Developed countries are the most important source of FDI flows to African countries, accounting for 72% between 2000 and 2008 (UNCTAD, 2010c). Hit hard by the global economic crisis, OECD countries substantially reduced their foreign investment activities. According to FDI outflow data compiled by the OECD (n.d.), member countries reduced their global FDI outflows by 43% from USD 1.8 trillion in 2008 to USD 1 trillion in 2009. OECD FDI flows to Africa also took a hit, but to a much lesser extent: from USD 34 billion in 2008 to USD 29 billion in 2009. As a result Africa’s share of OECD FDI outflows grew from 2% in 2008 to 3% in 2009, up from less than 1% in 2000. Despite this positive development, FDI from the OECD is concentrated in a few countries and sectors and does not reach the whole continent equitably. During 2007‑09 60% of OECD investment in Africa was made in three countries (South Africa, Egypt and Nigeria). The largest OECD investors in Africa are companies from the United Kingdom, France and the United States, having historically mainly invested in extractive industries.

Data on FDI to Africa from non-OECD countries are difficult to obtain. In a sample of ten African countries, whose central banks provided the AEO with their own data on FDI inflows,3 OECD countries accounted for 83% of FDI inflows between 2005 and 2010. The Middle East constituted the second most important region of investors, followed by African countries (intra-African investments). China and India make up roughly 3% of FDI to these ten African countries, with India’s share being larger than China’s. According to China’s statistical bulletin, in 2008 China invested USD 5.5 billion in sub‑Saharan Africa, representing 9.82% of its outward FDI. This investment from China was up from USD 70 million in 2003 but declined to USD 1.1 billion in 2009 (IMF, 2011). South Africa, where the Chinese Industrial and Commercial Bank acquired a 20% stake in the Standard Bank, recorded most of the 2008 growth.

These numbers might seem low.  However, data on FDI flows from emerging economies to Africa should be seen in the context of a broad variety of financing mechanisms that these countries provide to Africa. Export credits, for example, play a much more significant role in the Africa portfolios of emerging economies than in OECD countries. Generally, investments from private entities from emerging economies in Africa are most likely to be registered as FDI, whereas deals involving state-owned enterprises often involve a range of financing instruments and are not accounted for as FDI.

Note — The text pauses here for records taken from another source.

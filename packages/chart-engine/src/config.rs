//! Project configuration.
//!
//! A small YAML file, kebab-case keys, everything optional:
//!
//! ```yaml
//! track: { x1: 600, x2: 1320 }
//! lane-ratios: [1, 1, 1.5, 1, 1, 1, 1, 1, 1]
//! lane-mapping: { 0: 36, 1: 38 }
//! pitch-scheme: drums
//! program: 0
//! preview:
//!   visual-speed: 800
//!   hit-line: 700
//! quantize-on-add: true
//! detector:
//!   threshold: 180
//!   bars-per-line: 2
//! ```
//!
//! The file is read into [`RawConfig`] as written and then checked into a
//! [`ProjectConfig`]. A missing file means defaults.

use std::collections::BTreeMap;
use std::path::Path;

use serde::Deserialize;

use crate::detector::DetectorSettings;
use crate::document::ScanMetadata;
use crate::editor::Viewport;
use crate::error::{ChartError, Result};
use crate::lanes::{LanePartition, DEFAULT_LANE_COUNT};
use crate::midi::{ExportOptions, DRUM_CHANNEL};
use crate::synth::{PitchMap, PitchScheme, DEFAULT_BASE_PITCH};

#[derive(Deserialize, Debug, Default)]
#[serde(rename_all = "kebab-case")]
pub struct RawConfig {
    pub track: Option<RawTrack>,
    pub lane_ratios: Option<Vec<f64>>,
    pub lane_mapping: Option<BTreeMap<usize, u8>>,
    pub pitch_scheme: Option<PitchScheme>,
    pub base_pitch: Option<u8>,
    pub channel: Option<u8>,
    pub program: Option<u8>,
    pub preview: Option<Viewport>,
    pub quantize_on_add: Option<bool>,
    pub detector: Option<DetectorSettings>,
}

#[derive(Deserialize, Debug, Clone, Copy)]
pub struct RawTrack {
    pub x1: f64,
    pub x2: f64,
}

#[derive(Debug, Clone, PartialEq)]
pub struct ProjectConfig {
    /// Lane-track bounds; `None` defers to the clip's metadata.
    pub track: Option<(f64, f64)>,
    pub lane_ratios: Vec<f64>,
    pub pitches: PitchMap,
    pub export: ExportOptions,
    pub preview: Viewport,
    pub quantize_on_add: bool,
    pub detector: DetectorSettings,
}

impl Default for ProjectConfig {
    fn default() -> Self {
        Self {
            track: None,
            lane_ratios: vec![1.0; DEFAULT_LANE_COUNT],
            pitches: PitchMap::default(),
            export: ExportOptions::default(),
            preview: Viewport::default(),
            quantize_on_add: true,
            detector: DetectorSettings::default(),
        }
    }
}

impl ProjectConfig {
    pub fn from_yaml(content: &str) -> Result<Self> {
        if content.trim().is_empty() {
            return Ok(Self::default());
        }
        let raw: RawConfig = serde_yaml::from_str(content)
            .map_err(|e| ChartError::malformed("configuration", e))?;
        Self::from_raw(raw)
    }

    /// Load `path`, falling back to defaults when it does not exist.
    pub fn load(path: &Path) -> Result<Self> {
        if !path.exists() {
            log::debug!("no configuration at {}, using defaults", path.display());
            return Ok(Self::default());
        }
        let content = std::fs::read_to_string(path)?;
        Self::from_yaml(&content)
    }

    pub fn from_raw(raw: RawConfig) -> Result<Self> {
        let track = match raw.track {
            Some(RawTrack { x1, x2 }) => {
                if !(x1.is_finite() && x2.is_finite()) || x2 <= x1 {
                    return Err(ChartError::InvalidConfig(format!(
                        "track bounds [{}, {}) are empty",
                        x1, x2
                    )));
                }
                Some((x1, x2))
            }
            None => None,
        };

        let lane_ratios = raw
            .lane_ratios
            .unwrap_or_else(|| vec![1.0; DEFAULT_LANE_COUNT]);
        // Same checks as the partition itself, on a dummy track.
        LanePartition::new(0.0, 1.0, &lane_ratios)?;

        let scheme = raw.pitch_scheme.unwrap_or_default();
        let base_pitch = raw.base_pitch.unwrap_or(DEFAULT_BASE_PITCH);
        if base_pitch > 127 {
            return Err(ChartError::InvalidConfig(format!(
                "base pitch must be 0-127, got {}",
                base_pitch
            )));
        }
        let mapping = raw.lane_mapping.unwrap_or_default();
        if let Some((lane, pitch)) = mapping.iter().find(|(_, p)| **p > 127) {
            return Err(ChartError::InvalidConfig(format!(
                "lane {} maps to pitch {}, outside 0-127",
                lane, pitch
            )));
        }
        let pitches = PitchMap::new(scheme, base_pitch).with_mapping(mapping);

        let default_channel = match scheme {
            PitchScheme::Drums => DRUM_CHANNEL,
            PitchScheme::Chromatic => 0,
        };
        let export = ExportOptions {
            channel: raw.channel.unwrap_or(default_channel),
            program: raw.program.unwrap_or(0),
            ..ExportOptions::default()
        };
        export.validate()?;

        let preview = raw.preview.unwrap_or_default();
        preview.validate()?;

        let detector = raw.detector.unwrap_or_default();
        if detector.beats_per_bar == 0 || detector.bars_per_line == 0 || detector.chunk_size == 0 {
            return Err(ChartError::InvalidConfig(
                "detector beats-per-bar, bars-per-line and chunk-size must be positive".to_string(),
            ));
        }
        if !detector.speed.is_finite() || detector.speed <= 0.0 {
            return Err(ChartError::InvalidConfig(format!(
                "detector speed must be positive, got {}",
                detector.speed
            )));
        }

        Ok(Self {
            track,
            lane_ratios,
            pitches,
            export,
            preview,
            quantize_on_add: raw.quantize_on_add.unwrap_or(true),
            detector,
        })
    }

    /// Lane partition for a clip: configured track, else the slicer's, else
    /// the unit interval.
    pub fn lanes(&self, metadata: &ScanMetadata) -> Result<LanePartition> {
        let (x1, x2) = self.track.or_else(|| metadata.track()).unwrap_or((0.0, 1.0));
        LanePartition::new(x1, x2, &self.lane_ratios)
    }
}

Although still largely focused on extractive industries, growing investments by emerging economies in Africa have the potential to become key drivers of economic development. Several deals by emerging partners in Africa combine the development of resource extractions with the development of industrial complexes and the construction of necessary infrastructure. Moreover, emerging economies invest increasingly in other sectors, starting to build local manufacturing capacity.

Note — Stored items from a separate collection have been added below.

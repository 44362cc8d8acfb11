//! # Public API
//!
//! Entry points that tie the clip store, configuration and engine together.
//! Each one takes a [`ClipStore`] and a clip name, reads what it needs, and
//! writes back only through the store.
//!
//! ## Functions
//!
//! - [`open_editor()`] - load a clip into an [`Editor`]
//! - [`save_editor()`] - persist an editor's notes (bpm and bar lines untouched)
//! - [`export_clip()`] - synthesize the clip and encode it as a MIDI file
//! - [`quantize_clip()`] - snap every stored note to the beat grid
//! - [`set_bpm()`] / [`set_bar_lines()`] - partial tempo updates
//! - [`clip_info()`] - summary of a stored clip
//! - [`slice_clip()`] / [`detect_clip()`] - run the external slicer/detector
//!
//! ## Tempo
//!
//! Export uses the stored bpm, or 120 bpm when the document has none. When the
//! detector stored 0 ([`Chart::tempo_unknown`]) the bar lines are used to
//! estimate one ([`BeatGrid::estimate_bpm`]); failing that, 120 bpm.
//!
//! ## Typical Usage
//!
//! ```no_run
//! use slitchart::{export_clip, open_editor, save_editor, ClipStore, ProjectConfig};
//!
//! let store = ClipStore::new("data");
//! let config = ProjectConfig::default();
//!
//! let mut editor = open_editor(&store, "song", &config)?;
//! editor.add_note(12.5, 3, config.quantize_on_add)?;
//! save_editor(&store, "song", &editor)?;
//!
//! let export = export_clip(&store, "song", &config)?;
//! std::fs::write("song.mid", &export.midi)?;
//! # Ok::<(), slitchart::ChartError>(())
//! ```

use crate::config::ProjectConfig;
use crate::detector::{Detector, SliceRequest};
use crate::document::{Chart, Note};
use crate::editor::Editor;
use crate::error::{ChartError, Result};
use crate::grid::BeatGrid;
use crate::midi::write_midi;
use crate::store::{ChartUpdate, ClipStore};
use crate::synth::synthesize;
use crate::ticks::{TickClock, DEFAULT_BPM};
use crate::timeline::{ScanParams, Timeline};

/// Where an export's tempo came from.
#[derive(Debug, Clone, Copy, PartialEq, Eq)]
pub enum TempoSource {
    Stored,
    Estimated,
    Default,
}

/// Result of [`export_clip()`].
#[derive(Debug, Clone, PartialEq)]
pub struct Export {
    pub midi: Vec<u8>,
    pub bpm: f64,
    pub tempo_source: TempoSource,
    pub notes: usize,
    /// Events whose delta had to be clamped to 0.
    pub clamped: usize,
}

/// Result of [`clip_info()`].
#[derive(Debug, Clone, PartialEq)]
pub struct ClipSummary {
    pub notes: usize,
    pub bpm: f64,
    pub tempo_source: TempoSource,
    pub bar_lines: usize,
    /// Times of the first and last note, seconds.
    pub span: Option<(f64, f64)>,
}

/// Resolve the tempo for `chart`.
pub fn resolve_tempo(chart: &Chart, params: &ScanParams, config: &ProjectConfig) -> (f64, TempoSource) {
    if let Some(bpm) = chart.bpm {
        return (bpm, TempoSource::Stored);
    }
    if !chart.tempo_unknown {
        return (DEFAULT_BPM, TempoSource::Default);
    }
    let grid = BeatGrid::new(chart.bar_lines.iter().copied());
    match grid.estimate_bpm(config.detector.beats_per_line(), params.pixels_per_second()) {
        Some(bpm) => (bpm, TempoSource::Estimated),
        None => (DEFAULT_BPM, TempoSource::Default),
    }
}

/// Load a clip into an editor.
///
/// # Errors
/// [`ChartError::NotFound`] when the clip has no metadata or notes document.
pub fn open_editor(store: &ClipStore, clip: &str, config: &ProjectConfig) -> Result<Editor> {
    let metadata = store.load_metadata(clip)?;
    let chart = store.load_chart(clip)?;
    let lanes = config.lanes(&metadata)?;
    let grid = BeatGrid::new(chart.bar_lines.iter().copied());
    Editor::new(metadata.scan_params()?, grid, lanes, config.preview, chart.notes)
}

/// Write the editor's notes back, leaving bpm and bar lines as stored.
pub fn save_editor(store: &ClipStore, clip: &str, editor: &Editor) -> Result<()> {
    store.update(clip, ChartUpdate::notes(editor.snapshot()))?;
    Ok(())
}

/// Encode `notes` as a MIDI file at `bpm`.
pub fn export_notes(notes: &[Note], params: ScanParams, bpm: f64, config: &ProjectConfig) -> Result<(Vec<u8>, usize)> {
    let timeline = Timeline::for_notes(params, notes)?;
    let clock = TickClock::new(bpm)?;
    let stream = synthesize(notes, &timeline, &clock, &config.pitches);
    let midi = write_midi(&stream, &clock, &config.export)?;
    Ok((midi, stream.clamped))
}

/// Synthesize a stored clip.
///
/// # Example
/// ```no_run
/// use slitchart::{export_clip, ClipStore, ProjectConfig};
///
/// let export = export_clip(&ClipStore::new("data"), "song", &ProjectConfig::default())?;
/// println!("{} notes at {:.1} bpm", export.notes, export.bpm);
/// # Ok::<(), slitchart::ChartError>(())
/// ```
pub fn export_clip(store: &ClipStore, clip: &str, config: &ProjectConfig) -> Result<Export> {
    let params = store.load_metadata(clip)?.scan_params()?;
    let chart = store.load_chart(clip)?;
    let (bpm, tempo_source) = resolve_tempo(&chart, &params, config);
    let (midi, clamped) = export_notes(&chart.notes, params, bpm, config)?;
    log::info!(
        "exported {} notes from '{}' at {:.2} bpm ({:?}), {} bytes",
        chart.notes.len(),
        clip,
        bpm,
        tempo_source,
        midi.len()
    );
    Ok(Export {
        midi,
        bpm,
        tempo_source,
        notes: chart.notes.len(),
        clamped,
    })
}

/// Snap every stored note of a clip to its beat grid. Returns how many moved.
pub fn quantize_clip(store: &ClipStore, clip: &str, config: &ProjectConfig) -> Result<usize> {
    let mut editor = open_editor(store, clip, config)?;
    if !editor.grid().is_usable() {
        log::warn!("'{}' has fewer than two bar lines; nothing to quantize against", clip);
        return Ok(0);
    }
    let moved = editor.quantize_all();
    save_editor(store, clip, &editor)?;
    Ok(moved)
}

pub fn set_bpm(store: &ClipStore, clip: &str, bpm: f64) -> Result<()> {
    TickClock::new(bpm)?;
    store.update(clip, ChartUpdate::bpm(bpm))?;
    Ok(())
}

/// Replace a clip's bar lines. They are stored sorted.
pub fn set_bar_lines(store: &ClipStore, clip: &str, bar_lines: &[f64]) -> Result<()> {
    let grid = BeatGrid::new(bar_lines.iter().copied());
    if grid.bar_lines().len() != bar_lines.len() {
        return Err(ChartError::InvalidConfig(
            "bar lines must be finite and distinct".to_string(),
        ));
    }
    store.update(clip, ChartUpdate::bar_lines(grid.bar_lines().to_vec()))?;
    Ok(())
}

pub fn clip_info(store: &ClipStore, clip: &str, config: &ProjectConfig) -> Result<ClipSummary> {
    let params = store.load_metadata(clip)?.scan_params()?;
    let chart = store.load_chart(clip)?;
    let (bpm, tempo_source) = resolve_tempo(&chart, &params, config);
    let timeline = Timeline::for_notes(params, &chart.notes)?;

    let span = chart
        .notes
        .iter()
        .map(|n| timeline.note_time(n))
        .fold(None, |acc: Option<(f64, f64)>, t| match acc {
            Some((lo, hi)) => Some((lo.min(t), hi.max(t))),
            None => Some((t, t)),
        });

    Ok(ClipSummary {
        notes: chart.notes.len(),
        bpm,
        tempo_source,
        bar_lines: chart.bar_lines.len(),
        span,
    })
}

/// Run the slicer for a clip. Blocks until it exits.
pub fn slice_clip(store: &ClipStore, clip: &str, request: &SliceRequest, detector: &impl Detector) -> Result<()> {
    detector.slice(request, &store.clip_dir(clip))?;
    store.load_metadata(clip)?;
    Ok(())
}

/// Run the note detector for a sliced clip and return the result.
pub fn detect_clip(
    store: &ClipStore,
    clip: &str,
    config: &ProjectConfig,
    detector: &impl Detector,
) -> Result<Chart> {
    detector.detect(&store.clip_dir(clip), &config.lane_ratios)?;
    let chart = store.load_chart(clip)?;
    log::info!(
        "detected {} notes and {} bar lines in '{}'",
        chart.notes.len(),
        chart.bar_lines.len(),
        clip
    );
    Ok(chart)
}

African investors are an equally critical source of more diversified FDI. Most African investment in Africa is made in neighbouring countries, focusing on manufacturing and services rather than primary commodities. Intra-African investment therefore benefits and helps to drive regional integration and structurally balanced economic development in Africa. The increasing volume of intra-African FDI is thus very positive.

South Africa is the most vital source of intra-African FDI and the second most important developing country investor in Africa after China. The share of African host economies in South Africa’s outward FDI stock reached almost USD 11 billion in 2008, representing 22%, compared with 5% in 2000. In 2009 South Africa invested USD 1.6 billion (FDI outflows) in other African countries, a reversal from its disinvestment activities during 2008 and a return to an active foreign investment strategy in Africa.

Northern Africa ranks second as a source of intra-African FDI. Libya’s sovereign wealth fund, the Libyan Africa Portfolio Fund for Investment (LAP), has over USD 5 billion in capital and invests, both directly and through its subsidiaries, in a wide range of sectors in many African countries. Egypt’s Orascom also has a broad portfolio of investments throughout Africa, notably in telecommunications and construction. Morocco holds 55% of its stocks of outward FDI in North Africa, and Tunisia 84% (IMF, 2010 a).  Given this importance of North Africa as a source of intra-African FDI, the recent political turmoil in this region will likely negatively affect these flows in the near future.